== Work instruction ==
Copy the data exactly from the line that contains "pub fn new(scene: &'s" through the line that contains "impl FrameContext for", keeping both end lines and leaving out everything else.
+++ Dataset records +++
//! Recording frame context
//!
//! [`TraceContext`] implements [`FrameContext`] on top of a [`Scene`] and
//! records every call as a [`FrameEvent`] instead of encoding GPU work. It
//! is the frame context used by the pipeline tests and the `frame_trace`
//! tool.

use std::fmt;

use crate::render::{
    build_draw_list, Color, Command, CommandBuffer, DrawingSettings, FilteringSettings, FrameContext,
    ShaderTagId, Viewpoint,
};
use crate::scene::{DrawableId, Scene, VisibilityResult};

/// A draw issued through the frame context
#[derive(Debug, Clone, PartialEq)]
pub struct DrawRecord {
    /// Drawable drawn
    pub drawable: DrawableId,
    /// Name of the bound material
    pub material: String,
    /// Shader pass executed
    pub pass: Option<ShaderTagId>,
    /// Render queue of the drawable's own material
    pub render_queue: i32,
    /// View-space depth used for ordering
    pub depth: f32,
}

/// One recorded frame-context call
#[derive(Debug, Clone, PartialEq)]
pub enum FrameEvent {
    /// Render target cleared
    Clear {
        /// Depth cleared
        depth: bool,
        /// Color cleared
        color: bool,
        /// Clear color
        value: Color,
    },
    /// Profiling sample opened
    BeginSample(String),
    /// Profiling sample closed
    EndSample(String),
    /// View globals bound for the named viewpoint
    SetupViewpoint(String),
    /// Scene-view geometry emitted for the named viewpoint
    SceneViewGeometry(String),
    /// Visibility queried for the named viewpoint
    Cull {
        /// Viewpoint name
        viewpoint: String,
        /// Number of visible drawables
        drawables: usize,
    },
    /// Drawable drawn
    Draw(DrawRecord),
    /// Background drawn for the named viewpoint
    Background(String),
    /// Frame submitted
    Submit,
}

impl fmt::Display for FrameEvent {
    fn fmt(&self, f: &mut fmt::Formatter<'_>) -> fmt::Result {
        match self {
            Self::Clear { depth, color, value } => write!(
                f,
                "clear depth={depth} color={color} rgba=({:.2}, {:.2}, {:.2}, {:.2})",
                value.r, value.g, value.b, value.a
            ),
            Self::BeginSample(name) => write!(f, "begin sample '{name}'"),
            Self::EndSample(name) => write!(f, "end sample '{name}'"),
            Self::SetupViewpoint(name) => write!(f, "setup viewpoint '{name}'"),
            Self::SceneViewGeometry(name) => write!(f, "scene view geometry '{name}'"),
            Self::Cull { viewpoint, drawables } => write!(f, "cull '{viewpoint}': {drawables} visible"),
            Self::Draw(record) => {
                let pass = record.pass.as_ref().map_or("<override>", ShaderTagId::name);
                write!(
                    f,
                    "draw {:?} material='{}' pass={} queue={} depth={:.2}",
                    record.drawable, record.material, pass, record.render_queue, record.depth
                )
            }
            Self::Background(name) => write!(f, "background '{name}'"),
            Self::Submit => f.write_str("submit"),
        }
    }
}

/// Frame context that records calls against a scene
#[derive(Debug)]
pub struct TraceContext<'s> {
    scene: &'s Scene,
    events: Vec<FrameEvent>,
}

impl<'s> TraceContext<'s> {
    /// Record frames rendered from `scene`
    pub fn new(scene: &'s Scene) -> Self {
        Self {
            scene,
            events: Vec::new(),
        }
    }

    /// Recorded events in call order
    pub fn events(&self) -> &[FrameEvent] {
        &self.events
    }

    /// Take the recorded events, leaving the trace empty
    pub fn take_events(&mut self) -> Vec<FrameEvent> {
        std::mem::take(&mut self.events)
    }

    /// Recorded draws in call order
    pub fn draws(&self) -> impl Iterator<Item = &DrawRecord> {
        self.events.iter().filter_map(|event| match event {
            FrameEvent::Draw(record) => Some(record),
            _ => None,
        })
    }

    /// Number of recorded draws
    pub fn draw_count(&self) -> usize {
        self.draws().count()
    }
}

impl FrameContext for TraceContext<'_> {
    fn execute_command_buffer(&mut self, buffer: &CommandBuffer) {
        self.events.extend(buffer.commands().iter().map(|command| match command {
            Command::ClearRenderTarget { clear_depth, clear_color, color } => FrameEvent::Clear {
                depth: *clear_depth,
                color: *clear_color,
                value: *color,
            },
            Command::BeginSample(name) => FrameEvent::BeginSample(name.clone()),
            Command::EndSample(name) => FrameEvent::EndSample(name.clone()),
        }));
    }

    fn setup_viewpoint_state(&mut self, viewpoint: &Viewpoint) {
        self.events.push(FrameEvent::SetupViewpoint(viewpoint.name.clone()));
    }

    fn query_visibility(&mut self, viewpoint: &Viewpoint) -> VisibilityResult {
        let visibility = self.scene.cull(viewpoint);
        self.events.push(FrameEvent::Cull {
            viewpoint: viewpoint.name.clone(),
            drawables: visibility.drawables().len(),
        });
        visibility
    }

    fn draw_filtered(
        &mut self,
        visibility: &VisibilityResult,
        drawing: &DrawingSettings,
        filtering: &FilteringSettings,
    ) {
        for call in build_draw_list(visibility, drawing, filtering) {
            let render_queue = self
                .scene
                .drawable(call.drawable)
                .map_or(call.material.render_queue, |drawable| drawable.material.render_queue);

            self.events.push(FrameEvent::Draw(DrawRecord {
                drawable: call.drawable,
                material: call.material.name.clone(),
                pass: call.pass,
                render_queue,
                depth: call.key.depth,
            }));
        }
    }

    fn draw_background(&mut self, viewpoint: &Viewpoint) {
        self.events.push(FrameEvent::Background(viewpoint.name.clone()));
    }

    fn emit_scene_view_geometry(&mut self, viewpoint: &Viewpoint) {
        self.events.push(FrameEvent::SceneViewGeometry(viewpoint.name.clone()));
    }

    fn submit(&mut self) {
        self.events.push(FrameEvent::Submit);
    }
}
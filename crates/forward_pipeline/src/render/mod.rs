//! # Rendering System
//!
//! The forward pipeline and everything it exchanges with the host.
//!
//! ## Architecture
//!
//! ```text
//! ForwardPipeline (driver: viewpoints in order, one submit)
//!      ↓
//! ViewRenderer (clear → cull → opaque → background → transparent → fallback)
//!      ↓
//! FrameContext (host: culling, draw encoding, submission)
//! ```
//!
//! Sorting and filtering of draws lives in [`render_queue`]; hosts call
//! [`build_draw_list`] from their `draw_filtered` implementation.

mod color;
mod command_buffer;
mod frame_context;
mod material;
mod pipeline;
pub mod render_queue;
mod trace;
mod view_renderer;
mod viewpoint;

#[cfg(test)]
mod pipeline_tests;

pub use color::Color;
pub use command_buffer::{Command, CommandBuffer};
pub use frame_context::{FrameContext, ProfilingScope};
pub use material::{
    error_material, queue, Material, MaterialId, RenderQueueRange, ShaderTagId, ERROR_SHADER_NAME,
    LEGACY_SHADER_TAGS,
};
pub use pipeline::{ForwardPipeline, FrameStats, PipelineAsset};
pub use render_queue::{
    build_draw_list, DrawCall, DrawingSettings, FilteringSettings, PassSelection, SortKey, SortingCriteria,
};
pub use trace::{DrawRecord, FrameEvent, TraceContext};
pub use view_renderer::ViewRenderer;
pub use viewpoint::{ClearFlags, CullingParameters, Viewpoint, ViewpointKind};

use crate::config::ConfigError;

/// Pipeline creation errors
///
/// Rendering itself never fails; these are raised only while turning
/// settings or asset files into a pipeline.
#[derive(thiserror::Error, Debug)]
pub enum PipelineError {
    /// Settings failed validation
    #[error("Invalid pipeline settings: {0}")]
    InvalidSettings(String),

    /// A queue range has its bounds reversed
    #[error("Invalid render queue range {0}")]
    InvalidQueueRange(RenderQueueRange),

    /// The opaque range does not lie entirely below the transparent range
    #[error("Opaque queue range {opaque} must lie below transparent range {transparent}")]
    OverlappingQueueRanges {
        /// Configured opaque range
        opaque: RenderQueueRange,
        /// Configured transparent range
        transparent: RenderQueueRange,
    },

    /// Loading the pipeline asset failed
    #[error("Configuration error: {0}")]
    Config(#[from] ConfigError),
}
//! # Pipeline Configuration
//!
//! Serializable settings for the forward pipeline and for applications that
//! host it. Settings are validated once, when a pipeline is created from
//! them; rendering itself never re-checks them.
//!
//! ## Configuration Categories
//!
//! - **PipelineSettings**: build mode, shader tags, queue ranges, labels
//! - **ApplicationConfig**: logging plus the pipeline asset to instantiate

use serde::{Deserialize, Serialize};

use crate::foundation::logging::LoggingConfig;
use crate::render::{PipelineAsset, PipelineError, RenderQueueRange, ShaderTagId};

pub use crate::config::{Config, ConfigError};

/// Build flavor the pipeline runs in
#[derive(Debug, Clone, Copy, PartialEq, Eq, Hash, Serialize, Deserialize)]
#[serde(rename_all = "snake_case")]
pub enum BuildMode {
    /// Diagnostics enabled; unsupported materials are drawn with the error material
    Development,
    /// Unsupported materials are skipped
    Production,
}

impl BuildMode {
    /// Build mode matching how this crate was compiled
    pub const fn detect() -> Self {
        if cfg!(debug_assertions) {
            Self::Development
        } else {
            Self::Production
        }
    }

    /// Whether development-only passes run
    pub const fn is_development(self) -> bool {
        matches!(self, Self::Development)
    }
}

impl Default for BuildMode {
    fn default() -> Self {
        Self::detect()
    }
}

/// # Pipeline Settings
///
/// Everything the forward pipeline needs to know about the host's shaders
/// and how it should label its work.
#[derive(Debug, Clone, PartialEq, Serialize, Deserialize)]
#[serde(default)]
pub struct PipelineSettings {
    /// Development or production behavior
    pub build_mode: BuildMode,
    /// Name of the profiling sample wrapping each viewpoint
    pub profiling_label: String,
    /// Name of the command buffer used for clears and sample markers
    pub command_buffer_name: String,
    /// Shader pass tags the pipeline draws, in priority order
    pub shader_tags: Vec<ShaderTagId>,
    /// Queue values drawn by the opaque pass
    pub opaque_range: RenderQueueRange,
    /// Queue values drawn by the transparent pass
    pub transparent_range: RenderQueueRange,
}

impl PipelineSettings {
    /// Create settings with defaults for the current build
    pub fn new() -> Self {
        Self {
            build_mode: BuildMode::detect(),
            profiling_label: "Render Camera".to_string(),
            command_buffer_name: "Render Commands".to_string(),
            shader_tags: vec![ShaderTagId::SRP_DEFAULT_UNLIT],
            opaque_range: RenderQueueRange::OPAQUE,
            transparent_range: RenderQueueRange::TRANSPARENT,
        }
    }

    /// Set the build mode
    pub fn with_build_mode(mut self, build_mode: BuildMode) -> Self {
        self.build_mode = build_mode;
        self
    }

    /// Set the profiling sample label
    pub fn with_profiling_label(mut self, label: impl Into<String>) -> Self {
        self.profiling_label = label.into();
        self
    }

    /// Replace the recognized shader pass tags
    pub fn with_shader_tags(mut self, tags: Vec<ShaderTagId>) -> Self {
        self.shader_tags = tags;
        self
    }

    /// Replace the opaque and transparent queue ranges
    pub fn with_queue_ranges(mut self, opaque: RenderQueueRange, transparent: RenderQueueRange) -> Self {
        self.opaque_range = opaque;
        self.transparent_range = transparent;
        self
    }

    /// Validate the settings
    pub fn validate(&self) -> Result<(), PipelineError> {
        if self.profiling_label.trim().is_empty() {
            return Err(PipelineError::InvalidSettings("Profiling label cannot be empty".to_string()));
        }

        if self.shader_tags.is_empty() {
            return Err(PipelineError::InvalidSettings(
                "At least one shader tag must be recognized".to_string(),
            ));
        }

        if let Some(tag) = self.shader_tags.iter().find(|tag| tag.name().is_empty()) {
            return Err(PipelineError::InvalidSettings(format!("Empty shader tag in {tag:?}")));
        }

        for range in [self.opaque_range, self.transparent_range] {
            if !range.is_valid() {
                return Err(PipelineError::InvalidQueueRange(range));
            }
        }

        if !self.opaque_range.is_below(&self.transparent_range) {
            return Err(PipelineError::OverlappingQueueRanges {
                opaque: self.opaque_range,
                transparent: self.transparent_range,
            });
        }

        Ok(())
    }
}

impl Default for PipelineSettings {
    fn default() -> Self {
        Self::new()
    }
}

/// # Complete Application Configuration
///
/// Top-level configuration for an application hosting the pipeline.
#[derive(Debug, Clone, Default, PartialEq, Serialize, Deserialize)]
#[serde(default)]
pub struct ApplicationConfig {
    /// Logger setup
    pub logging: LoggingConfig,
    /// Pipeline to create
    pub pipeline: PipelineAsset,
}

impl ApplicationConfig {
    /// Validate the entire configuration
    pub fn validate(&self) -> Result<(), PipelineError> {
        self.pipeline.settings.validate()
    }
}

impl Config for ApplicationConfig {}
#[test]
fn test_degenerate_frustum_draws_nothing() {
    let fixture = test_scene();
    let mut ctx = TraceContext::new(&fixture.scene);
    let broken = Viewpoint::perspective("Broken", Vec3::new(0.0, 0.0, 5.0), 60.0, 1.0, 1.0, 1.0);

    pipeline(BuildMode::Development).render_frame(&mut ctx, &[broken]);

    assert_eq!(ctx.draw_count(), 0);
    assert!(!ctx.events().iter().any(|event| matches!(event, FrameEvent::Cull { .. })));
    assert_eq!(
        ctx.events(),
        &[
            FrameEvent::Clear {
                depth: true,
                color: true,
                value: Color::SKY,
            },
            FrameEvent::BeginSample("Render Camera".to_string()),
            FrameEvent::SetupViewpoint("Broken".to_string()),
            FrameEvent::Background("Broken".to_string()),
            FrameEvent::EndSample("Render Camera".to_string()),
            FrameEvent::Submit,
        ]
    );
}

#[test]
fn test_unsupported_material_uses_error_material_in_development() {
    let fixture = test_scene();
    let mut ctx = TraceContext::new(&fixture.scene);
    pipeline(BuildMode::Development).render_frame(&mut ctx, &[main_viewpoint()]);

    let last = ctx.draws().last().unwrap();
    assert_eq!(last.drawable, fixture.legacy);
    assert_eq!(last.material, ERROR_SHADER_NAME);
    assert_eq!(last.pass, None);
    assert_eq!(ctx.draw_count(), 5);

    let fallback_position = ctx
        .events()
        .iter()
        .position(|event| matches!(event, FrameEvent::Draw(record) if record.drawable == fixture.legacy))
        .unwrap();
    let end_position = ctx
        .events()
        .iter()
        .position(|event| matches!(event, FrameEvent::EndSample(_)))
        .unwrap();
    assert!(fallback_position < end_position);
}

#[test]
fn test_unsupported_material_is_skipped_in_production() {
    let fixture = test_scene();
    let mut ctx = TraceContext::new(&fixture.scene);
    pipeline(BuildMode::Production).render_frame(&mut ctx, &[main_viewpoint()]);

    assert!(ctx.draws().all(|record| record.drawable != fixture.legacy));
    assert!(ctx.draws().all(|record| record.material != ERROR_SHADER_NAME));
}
+++
== Task solution ==
    pub fn new(scene: &'s Scene) -> Self {
        Self {
            scene,
            events: Vec::new(),
        }
    }

    /// Recorded events in call order
    pub fn events(&self) -> &[FrameEvent] {
        &self.events
    }

    /// Take the recorded events, leaving the trace empty
    pub fn take_events(&mut self) -> Vec<FrameEvent> {
        std::mem::take(&mut self.events)
    }

    /// Recorded draws in call order
    pub fn draws(&self) -> impl Iterator<Item = &DrawRecord> {
        self.events.iter().filter_map(|event| match event {
            FrameEvent::Draw(record) => Some(record),
            _ => None,
        })
    }

    /// Number of recorded draws
    pub fn draw_count(&self) -> usize {
        self.draws().count()
    }
}

impl FrameContext for TraceContext<'_> {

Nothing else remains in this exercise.